Ez dem-e subhé ezel tabe kıyam-e Arasât, ber ser u pay-é dilara-yé Muhammed râ salavat.
(Ezel sabahından mahşer gününe kadar Muhammedin gönülleri cezbeden varlıgına salavat olsun)
Şikentixe zebânem hemedemm şâx-é nebat, bâdé berqameté ra'nayi Muhammed salavat.
(Dil kılıcım bu tatlı şekeri kesmekle meşgul, Muhammedin eşsiz güzelligine, endamina salavat olsun)
Ferd-e áynest mii begōyem ta vaqti memat dembedem ber gûli ruhsâri Muhammed salavat.
(O sevgilimin gül yüzüne herzaman salavat getirmek bana farz olsun)
و این جهان پر از صدای حرکت پاهای مردمیست که
همچنان که تورا می بوسند ، در ذهن خود طناب دار تو را می بافند.
- فروغ فرخزاد -
Ve bu dünya seni öperken kafalarında idamın için urgan ören insanların ayak sesleriyle doludur
يوسف كم كشته باز ايد به كنعان غم مخور
كلبهء احزان شود روزى كلستان غم مخور
Kaybolan Yusuf Ken'an'a geri gelir... Üzülme!
Hüzünler kulübesi bir gün gül bahçesi olur... Üzülme!
Hafız Şirazi
من بندهء قرانم أكر جان دارم
من حاكك ره محمد مختارم
كر نقل كند جزين كس او كفتارم
بيزارم او و أن سخن بيزارم
"Ben Kur'an'ın kölesiyim
Evet can sahibiysem(yaşadığım müddetçe)Ben seçilmiş Muhammed'in (s.a.v.)yolunun toprağıyım"
Bir kimse benim sözümden bundan başka birşey naklederse ondan şikayetçiyim o sözden de şikayetçiyim
. زندگی شاید آن لبخندی ست، که دریغش کردیم
زندگ, زمزمه پاک حیات ست،
میان دو سکوت
زندگی، خاطره آمدن و رفتن ماست
Hayat belki hayıflandığımız o gülüş
Hayat iki sükût arasında,
Hayatın sâf fısıltısı
Hayat, hatıra geliş ve gidişimiz...
Şiir Sohrab Spehri'ye ait. Dikkatimi çeken husus aynı mısrada hayatın hem Arapça hem de Farsça beraberce zikredilmiş olması.
İlginç bir vurgu olduğunu düşünüyorum. Sopehri şiirine çok hakim değilim o yüzden neyi işaret etmek istediği konusunda net bir fikrim yok. Ama kanımı kaynatan bu kısa şiir parçası üzerinde yazmadan edemezdim.

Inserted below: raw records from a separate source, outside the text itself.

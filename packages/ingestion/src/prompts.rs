//! Fixed extraction prompt.

/// System prompt constraining the model to the supplier/product schema.
pub const EXTRACTION_PROMPT: &str = "\
You are an AI assistant extracting supplier and product data for a sustainable construction materials marketplace.
Extract the following information in JSON format:
- name: Company/Supplier name
- description: Brief company description
- products: Array of products with:
  - name: Product name
  - description: Product description
  - category: Product category (e.g., \"Insulation\", \"Concrete\", \"Paint\", \"Lumber\")
  - sustainability_attributes: Object with relevant sustainability data (varies by product type, e.g., R-Value, VOC content, recycled content percentage, carbon footprint, certifications mentioned)
  - certifications: Array of certification names (e.g., \"FSC\", \"LEED\", \"Cradle to Cradle\", \"EPD\")

Be thorough but only extract information that is explicitly stated.";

Hayat. Hayy'dan geliyor. Bana göre daha çok ahirete bakıyor. Hayatın sâf fısıltısı bana Hz. Ademin cesedine temas eden kutsal nefesi hatırlatıyor. O nefesin sıcaklığını anımsıyoruz kanımız kaynadığında.
Zindegi, zinde ve canlı oluş. Daha çok derd-i mâişet ve dünyevî meşakkat. İlk hayat iki sükût arasında. Doğum ve ölüm. Tınısız, renksiz ve akissiz bir sükût. Başkalarının dudaklarından okuyoruz bu sükûtu.
İkinci hayat sâf fısıltısıyla duyuruyor kendini. İşte ilahî nefhâ. Sıcak...rahmetin buğusu var içinde. İki sükûtun donukluğu bu hayatın sınırları dışında. Diri ve nefes alan bir sükût bu ikinci hayattaki.Her daim hatırlanmaya değer!